• AVAILABLE DATA:
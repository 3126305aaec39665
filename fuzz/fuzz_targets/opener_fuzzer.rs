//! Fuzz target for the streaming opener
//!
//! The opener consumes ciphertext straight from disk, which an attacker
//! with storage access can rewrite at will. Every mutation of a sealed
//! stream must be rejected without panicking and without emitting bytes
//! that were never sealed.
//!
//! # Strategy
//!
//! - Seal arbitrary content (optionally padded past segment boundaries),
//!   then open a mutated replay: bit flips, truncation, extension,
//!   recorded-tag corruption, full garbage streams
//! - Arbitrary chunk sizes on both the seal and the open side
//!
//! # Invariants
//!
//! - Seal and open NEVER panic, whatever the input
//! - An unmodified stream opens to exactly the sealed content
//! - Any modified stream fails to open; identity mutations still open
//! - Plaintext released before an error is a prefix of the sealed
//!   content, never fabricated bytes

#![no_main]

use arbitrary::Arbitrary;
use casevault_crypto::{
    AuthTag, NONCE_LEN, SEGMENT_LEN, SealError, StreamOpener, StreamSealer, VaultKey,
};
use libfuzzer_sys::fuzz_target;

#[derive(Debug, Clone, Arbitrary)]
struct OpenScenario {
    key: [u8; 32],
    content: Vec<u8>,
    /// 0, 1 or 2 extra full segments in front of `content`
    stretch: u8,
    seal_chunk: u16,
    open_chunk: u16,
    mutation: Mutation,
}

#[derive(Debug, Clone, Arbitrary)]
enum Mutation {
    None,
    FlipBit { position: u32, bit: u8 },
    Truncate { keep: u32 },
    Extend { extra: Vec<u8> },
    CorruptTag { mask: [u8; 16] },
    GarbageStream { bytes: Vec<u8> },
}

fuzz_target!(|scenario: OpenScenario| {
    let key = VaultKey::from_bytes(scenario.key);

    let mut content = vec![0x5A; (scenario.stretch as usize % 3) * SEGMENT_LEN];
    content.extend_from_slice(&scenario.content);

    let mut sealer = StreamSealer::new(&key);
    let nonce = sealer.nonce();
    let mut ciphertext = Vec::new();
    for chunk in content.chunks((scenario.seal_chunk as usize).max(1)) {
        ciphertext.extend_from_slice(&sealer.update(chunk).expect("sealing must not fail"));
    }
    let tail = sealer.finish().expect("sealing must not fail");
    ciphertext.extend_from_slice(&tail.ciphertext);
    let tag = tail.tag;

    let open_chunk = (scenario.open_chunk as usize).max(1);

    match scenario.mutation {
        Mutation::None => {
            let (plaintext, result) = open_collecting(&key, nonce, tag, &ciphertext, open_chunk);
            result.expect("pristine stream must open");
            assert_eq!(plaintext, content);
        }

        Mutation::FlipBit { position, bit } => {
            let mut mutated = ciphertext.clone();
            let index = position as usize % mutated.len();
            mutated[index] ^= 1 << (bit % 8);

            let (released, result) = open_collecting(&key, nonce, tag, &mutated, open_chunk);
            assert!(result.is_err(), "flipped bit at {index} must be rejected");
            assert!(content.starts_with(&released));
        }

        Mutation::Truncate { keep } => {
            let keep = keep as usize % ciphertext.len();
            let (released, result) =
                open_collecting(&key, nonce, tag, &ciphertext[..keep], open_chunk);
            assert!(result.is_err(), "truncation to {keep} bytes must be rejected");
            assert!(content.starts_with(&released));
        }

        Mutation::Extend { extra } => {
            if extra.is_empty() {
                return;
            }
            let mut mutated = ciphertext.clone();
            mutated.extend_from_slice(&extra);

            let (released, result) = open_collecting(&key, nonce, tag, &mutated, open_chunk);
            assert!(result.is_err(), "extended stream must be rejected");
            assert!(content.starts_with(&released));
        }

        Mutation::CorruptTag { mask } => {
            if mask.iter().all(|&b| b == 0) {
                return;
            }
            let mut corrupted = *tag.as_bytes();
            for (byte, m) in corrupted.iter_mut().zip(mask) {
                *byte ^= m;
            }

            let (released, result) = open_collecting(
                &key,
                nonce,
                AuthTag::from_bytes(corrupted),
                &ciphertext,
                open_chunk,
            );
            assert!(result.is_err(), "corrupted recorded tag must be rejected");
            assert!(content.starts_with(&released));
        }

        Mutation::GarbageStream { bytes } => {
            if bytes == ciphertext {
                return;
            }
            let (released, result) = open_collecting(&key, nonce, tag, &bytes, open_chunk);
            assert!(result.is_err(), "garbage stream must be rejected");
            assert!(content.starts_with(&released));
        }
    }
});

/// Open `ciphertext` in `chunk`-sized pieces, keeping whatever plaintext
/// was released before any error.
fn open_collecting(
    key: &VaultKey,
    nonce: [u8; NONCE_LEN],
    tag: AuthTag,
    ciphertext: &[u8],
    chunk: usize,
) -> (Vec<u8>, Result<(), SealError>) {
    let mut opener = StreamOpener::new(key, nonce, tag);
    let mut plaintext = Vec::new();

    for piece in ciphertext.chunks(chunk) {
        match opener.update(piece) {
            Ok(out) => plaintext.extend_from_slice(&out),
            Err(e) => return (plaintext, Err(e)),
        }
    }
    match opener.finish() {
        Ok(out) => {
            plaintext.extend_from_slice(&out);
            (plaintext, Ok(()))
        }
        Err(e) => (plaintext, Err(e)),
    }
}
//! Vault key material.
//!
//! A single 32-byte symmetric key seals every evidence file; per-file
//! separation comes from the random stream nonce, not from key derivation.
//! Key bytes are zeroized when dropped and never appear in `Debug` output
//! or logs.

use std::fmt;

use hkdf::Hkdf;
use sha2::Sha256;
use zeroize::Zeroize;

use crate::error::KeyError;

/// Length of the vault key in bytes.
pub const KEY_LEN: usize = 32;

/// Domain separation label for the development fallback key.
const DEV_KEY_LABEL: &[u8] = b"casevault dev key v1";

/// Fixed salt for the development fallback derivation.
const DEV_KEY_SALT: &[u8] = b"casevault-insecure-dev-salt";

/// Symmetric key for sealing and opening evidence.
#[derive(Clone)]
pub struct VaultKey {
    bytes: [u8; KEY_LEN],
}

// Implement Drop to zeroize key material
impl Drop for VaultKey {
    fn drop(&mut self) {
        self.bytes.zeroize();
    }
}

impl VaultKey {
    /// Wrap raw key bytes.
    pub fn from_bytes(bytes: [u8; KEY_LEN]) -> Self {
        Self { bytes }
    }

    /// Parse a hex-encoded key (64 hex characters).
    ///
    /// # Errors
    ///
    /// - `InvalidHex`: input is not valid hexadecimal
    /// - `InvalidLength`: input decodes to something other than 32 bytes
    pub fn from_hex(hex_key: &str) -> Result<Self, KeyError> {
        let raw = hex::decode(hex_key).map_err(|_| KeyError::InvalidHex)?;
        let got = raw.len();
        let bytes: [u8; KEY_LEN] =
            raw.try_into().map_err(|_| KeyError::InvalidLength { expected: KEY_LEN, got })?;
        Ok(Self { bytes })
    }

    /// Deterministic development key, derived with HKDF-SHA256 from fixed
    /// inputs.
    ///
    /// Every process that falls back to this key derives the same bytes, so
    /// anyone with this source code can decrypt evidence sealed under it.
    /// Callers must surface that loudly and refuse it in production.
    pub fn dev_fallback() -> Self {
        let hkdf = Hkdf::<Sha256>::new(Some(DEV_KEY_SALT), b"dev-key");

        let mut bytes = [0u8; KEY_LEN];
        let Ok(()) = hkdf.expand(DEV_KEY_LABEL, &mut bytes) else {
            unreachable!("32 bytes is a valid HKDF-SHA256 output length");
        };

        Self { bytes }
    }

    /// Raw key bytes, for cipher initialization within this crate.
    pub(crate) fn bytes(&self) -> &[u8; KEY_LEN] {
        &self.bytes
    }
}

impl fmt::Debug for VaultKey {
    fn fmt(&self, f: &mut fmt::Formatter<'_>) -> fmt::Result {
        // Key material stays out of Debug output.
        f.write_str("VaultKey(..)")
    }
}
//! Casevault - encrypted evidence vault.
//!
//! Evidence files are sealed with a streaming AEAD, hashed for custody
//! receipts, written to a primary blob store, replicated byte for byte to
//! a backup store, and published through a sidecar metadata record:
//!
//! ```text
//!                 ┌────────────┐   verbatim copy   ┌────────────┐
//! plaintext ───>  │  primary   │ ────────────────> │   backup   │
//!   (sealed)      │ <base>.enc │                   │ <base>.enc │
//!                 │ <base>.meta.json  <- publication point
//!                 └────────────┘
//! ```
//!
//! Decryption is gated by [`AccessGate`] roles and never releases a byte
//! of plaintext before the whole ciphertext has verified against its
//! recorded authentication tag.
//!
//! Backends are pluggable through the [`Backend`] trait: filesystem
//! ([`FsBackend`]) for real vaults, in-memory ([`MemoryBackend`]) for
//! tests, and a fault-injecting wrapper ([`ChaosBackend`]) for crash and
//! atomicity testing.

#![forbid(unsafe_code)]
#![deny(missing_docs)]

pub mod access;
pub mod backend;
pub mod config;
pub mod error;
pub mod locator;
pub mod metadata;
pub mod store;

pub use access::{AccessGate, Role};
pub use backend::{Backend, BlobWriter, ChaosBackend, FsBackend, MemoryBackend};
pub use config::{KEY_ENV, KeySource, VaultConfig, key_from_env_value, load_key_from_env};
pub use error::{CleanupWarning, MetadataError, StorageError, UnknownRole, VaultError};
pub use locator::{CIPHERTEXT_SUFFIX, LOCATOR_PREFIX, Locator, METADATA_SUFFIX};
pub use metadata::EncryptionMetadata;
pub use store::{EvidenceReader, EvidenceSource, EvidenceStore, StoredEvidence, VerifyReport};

• WHAT NEEDS TO BE DONE:
Report the number of lines in the records that hold "match" and write no other words.

• RESULT:
3